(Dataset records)
----

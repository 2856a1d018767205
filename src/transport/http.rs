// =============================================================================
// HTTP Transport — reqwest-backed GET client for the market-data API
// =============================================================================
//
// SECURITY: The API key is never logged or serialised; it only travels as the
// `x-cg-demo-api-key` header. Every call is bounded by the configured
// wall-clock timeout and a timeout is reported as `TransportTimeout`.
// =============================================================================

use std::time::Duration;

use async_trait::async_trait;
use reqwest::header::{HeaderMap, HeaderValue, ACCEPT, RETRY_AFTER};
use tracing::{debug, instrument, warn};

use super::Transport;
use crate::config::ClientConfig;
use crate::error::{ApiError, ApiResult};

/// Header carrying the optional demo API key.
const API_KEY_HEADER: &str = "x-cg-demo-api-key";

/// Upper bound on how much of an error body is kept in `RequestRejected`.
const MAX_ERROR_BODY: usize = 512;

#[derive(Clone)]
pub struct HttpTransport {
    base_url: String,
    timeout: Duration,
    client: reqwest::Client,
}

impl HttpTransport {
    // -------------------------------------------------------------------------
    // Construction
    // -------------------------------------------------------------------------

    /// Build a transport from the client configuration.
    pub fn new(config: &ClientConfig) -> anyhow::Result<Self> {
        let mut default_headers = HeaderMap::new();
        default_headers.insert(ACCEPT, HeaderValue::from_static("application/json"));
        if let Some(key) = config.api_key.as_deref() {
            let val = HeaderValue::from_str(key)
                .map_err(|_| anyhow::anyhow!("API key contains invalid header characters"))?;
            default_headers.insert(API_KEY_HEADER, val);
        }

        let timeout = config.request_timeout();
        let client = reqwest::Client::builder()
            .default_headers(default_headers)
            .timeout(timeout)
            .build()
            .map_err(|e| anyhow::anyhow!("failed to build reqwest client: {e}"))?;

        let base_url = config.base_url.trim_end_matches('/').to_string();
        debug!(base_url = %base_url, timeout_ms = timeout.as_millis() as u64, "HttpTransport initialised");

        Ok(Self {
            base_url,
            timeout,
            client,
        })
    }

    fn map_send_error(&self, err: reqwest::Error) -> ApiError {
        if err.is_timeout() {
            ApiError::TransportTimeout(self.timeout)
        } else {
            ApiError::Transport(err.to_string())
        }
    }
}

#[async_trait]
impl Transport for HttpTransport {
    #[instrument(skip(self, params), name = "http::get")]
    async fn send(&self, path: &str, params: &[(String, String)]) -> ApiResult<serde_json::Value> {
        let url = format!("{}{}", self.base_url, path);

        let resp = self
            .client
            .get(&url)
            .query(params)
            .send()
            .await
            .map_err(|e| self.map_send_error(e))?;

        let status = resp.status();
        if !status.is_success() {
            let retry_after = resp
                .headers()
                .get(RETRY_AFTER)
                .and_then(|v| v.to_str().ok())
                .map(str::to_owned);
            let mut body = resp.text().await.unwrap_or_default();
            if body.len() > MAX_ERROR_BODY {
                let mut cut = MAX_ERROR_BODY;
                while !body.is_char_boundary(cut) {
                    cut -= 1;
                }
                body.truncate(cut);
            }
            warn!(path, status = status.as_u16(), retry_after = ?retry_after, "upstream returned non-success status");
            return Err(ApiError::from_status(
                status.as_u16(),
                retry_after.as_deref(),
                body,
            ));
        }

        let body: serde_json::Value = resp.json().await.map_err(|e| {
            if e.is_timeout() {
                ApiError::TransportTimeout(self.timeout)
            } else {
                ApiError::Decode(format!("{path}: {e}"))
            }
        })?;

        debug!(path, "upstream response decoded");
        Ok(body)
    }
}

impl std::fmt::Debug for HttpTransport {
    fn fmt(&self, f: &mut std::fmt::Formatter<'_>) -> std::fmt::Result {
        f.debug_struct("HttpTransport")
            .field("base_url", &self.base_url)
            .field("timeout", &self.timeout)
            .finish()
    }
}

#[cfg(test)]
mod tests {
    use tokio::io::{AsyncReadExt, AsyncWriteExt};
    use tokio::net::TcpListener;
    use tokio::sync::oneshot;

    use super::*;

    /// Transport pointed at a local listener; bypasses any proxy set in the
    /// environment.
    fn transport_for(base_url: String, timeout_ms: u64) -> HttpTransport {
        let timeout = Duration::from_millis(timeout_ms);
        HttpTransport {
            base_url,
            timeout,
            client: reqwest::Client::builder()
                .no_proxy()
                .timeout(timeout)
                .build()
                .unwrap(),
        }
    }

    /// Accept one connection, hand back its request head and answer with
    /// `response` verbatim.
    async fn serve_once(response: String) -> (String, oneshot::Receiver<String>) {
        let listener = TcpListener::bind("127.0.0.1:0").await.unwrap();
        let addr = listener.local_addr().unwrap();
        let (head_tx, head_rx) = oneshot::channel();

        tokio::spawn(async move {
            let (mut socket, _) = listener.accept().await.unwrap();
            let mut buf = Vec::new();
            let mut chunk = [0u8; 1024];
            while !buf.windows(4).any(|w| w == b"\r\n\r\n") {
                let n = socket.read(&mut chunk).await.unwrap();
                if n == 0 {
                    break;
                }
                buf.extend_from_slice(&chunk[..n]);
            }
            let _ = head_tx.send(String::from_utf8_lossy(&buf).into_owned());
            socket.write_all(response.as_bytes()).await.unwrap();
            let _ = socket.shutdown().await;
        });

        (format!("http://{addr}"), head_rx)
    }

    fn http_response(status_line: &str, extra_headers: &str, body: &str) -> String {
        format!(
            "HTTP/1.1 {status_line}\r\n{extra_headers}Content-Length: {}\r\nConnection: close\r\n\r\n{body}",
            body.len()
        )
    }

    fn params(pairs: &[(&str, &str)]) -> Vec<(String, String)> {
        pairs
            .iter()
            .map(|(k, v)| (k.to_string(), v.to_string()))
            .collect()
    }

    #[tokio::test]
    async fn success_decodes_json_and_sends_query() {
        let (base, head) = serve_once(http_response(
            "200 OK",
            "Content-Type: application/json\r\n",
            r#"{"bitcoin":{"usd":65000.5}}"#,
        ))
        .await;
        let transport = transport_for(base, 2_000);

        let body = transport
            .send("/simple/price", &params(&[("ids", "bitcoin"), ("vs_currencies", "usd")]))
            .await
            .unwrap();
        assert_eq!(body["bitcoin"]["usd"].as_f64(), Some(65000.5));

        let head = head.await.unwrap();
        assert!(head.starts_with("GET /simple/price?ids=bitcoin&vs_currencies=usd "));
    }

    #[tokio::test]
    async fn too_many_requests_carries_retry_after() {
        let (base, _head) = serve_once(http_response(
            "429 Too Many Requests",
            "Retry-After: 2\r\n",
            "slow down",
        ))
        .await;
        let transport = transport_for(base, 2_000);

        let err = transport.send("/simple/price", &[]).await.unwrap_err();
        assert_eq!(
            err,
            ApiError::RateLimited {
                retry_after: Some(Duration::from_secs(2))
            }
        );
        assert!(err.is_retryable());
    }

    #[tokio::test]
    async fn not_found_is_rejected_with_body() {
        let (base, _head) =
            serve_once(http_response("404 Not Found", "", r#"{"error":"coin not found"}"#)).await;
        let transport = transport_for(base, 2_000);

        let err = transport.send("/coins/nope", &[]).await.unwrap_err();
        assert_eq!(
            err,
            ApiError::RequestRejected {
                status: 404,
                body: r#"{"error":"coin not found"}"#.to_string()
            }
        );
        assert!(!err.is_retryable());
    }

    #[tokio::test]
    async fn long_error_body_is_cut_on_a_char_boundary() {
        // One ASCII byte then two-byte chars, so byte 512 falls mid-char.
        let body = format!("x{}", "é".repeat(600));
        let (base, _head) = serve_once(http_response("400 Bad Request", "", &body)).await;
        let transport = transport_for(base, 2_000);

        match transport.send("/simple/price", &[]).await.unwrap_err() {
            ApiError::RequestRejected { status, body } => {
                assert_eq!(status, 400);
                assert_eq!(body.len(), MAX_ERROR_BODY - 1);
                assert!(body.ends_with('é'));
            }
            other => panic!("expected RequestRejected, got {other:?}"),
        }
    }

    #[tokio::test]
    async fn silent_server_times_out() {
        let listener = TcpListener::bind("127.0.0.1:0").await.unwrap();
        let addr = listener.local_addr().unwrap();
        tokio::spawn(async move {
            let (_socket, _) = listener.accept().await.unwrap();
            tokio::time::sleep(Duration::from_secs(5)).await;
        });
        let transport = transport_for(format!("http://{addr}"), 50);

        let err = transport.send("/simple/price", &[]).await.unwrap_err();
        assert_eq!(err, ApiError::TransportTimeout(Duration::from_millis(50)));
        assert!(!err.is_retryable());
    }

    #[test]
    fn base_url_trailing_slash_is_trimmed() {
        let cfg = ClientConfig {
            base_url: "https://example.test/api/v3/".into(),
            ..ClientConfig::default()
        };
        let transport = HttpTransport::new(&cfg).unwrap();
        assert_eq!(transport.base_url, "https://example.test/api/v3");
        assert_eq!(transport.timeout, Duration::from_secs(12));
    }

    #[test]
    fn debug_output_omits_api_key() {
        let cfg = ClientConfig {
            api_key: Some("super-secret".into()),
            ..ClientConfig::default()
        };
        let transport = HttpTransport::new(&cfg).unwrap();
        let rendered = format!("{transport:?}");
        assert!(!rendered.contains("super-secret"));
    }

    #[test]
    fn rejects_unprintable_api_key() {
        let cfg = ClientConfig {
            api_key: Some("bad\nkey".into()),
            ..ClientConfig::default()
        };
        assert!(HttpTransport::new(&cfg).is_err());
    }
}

----

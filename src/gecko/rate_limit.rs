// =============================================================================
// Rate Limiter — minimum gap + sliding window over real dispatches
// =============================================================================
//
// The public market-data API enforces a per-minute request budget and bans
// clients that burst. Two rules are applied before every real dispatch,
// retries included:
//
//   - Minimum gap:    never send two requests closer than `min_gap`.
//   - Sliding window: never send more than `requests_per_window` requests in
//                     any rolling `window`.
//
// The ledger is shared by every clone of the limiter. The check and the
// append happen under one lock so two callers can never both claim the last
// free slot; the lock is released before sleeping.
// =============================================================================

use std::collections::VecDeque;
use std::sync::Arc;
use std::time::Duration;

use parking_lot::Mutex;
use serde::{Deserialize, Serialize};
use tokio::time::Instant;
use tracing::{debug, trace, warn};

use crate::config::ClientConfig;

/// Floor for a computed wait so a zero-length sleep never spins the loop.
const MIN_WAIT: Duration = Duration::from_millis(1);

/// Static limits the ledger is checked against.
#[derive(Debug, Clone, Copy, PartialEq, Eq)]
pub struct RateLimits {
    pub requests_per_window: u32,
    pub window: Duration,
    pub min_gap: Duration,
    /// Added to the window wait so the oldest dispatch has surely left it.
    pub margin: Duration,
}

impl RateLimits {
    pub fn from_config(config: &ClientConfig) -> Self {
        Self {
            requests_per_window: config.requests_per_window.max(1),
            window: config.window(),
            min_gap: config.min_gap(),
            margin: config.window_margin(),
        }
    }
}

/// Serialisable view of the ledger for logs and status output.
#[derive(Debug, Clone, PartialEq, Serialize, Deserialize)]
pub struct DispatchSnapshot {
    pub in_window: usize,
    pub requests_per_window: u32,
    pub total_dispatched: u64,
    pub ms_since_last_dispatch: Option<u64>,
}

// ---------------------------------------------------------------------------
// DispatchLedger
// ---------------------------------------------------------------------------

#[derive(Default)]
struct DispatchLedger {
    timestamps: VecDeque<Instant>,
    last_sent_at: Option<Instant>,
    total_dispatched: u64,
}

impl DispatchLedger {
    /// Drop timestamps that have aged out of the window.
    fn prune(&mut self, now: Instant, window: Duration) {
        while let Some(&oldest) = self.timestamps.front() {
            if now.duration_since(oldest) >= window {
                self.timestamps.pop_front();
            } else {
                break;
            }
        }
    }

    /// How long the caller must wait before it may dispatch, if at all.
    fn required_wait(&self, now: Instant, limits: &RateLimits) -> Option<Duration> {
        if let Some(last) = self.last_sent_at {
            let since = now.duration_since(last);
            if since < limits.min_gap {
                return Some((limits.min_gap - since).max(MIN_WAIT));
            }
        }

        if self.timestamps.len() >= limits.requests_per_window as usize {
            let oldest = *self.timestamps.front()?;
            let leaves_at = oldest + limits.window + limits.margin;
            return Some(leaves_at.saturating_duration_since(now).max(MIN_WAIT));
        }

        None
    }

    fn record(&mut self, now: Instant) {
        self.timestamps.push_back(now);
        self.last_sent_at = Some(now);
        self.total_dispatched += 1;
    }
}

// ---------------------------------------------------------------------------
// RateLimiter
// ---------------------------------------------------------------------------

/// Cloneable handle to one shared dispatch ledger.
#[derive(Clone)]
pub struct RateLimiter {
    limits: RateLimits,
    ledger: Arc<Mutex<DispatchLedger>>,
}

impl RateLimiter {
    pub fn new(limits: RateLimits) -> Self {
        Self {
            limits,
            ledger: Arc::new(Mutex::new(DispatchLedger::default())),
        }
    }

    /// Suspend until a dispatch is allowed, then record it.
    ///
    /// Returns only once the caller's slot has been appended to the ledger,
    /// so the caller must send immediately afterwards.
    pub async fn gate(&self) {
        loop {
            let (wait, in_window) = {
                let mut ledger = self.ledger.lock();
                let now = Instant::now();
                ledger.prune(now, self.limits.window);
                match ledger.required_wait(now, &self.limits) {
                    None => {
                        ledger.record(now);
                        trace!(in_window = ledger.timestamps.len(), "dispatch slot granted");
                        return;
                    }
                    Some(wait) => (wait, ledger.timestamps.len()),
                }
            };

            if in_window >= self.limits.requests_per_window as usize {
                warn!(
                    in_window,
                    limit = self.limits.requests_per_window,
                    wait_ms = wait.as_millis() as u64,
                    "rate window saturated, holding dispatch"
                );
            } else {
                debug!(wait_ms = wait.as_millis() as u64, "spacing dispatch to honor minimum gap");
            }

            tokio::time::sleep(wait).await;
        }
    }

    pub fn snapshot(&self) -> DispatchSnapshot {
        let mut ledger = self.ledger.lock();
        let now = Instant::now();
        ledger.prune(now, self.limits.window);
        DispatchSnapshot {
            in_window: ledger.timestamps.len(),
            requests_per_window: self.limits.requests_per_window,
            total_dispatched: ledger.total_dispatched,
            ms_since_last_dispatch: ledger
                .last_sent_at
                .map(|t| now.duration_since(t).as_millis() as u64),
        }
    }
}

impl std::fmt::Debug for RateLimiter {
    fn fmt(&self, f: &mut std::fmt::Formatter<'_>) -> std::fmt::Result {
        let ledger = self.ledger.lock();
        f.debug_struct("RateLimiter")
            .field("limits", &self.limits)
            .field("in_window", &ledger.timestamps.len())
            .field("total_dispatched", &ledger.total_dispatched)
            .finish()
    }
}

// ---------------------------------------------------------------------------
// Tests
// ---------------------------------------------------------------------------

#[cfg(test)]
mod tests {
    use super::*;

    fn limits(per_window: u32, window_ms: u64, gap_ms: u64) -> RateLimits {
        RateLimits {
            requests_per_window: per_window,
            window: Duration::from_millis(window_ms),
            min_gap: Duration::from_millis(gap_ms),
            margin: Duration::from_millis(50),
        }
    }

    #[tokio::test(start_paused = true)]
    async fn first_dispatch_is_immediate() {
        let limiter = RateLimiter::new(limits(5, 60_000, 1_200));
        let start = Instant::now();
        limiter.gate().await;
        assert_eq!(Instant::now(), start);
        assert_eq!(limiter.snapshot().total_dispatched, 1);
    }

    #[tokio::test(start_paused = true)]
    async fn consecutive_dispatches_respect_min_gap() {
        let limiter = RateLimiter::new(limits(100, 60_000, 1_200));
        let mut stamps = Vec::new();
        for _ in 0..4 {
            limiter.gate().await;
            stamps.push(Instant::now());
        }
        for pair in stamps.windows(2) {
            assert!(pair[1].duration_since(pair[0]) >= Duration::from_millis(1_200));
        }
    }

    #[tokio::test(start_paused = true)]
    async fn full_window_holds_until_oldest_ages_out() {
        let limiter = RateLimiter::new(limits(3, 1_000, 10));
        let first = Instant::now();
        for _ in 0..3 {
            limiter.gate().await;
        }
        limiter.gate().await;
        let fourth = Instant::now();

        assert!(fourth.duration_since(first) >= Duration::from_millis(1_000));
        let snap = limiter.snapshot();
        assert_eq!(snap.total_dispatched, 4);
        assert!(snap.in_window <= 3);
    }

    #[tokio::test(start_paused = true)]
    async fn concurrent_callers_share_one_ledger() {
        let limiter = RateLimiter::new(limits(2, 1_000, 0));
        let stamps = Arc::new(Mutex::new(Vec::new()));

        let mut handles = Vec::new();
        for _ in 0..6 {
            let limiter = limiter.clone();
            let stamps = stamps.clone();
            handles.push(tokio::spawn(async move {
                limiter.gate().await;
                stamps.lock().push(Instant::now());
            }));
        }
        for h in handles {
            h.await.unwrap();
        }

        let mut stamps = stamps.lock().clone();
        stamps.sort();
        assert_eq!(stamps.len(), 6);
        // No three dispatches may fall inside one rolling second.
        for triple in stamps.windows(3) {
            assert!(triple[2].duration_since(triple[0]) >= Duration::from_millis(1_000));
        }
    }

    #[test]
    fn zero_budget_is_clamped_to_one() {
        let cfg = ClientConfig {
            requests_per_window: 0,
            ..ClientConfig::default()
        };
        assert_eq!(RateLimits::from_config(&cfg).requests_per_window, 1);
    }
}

----

*Task directions:*
Using the data above, extract exactly the lines from the one that holds "repository 2856a1d018767205" to the one that holds "the market-data API", both ends included, and no others.

*Expected output:*
repository 2856a1d018767205
filename src/transport/http.rs
// =============================================================================
// HTTP Transport — reqwest-backed GET client for the market-data API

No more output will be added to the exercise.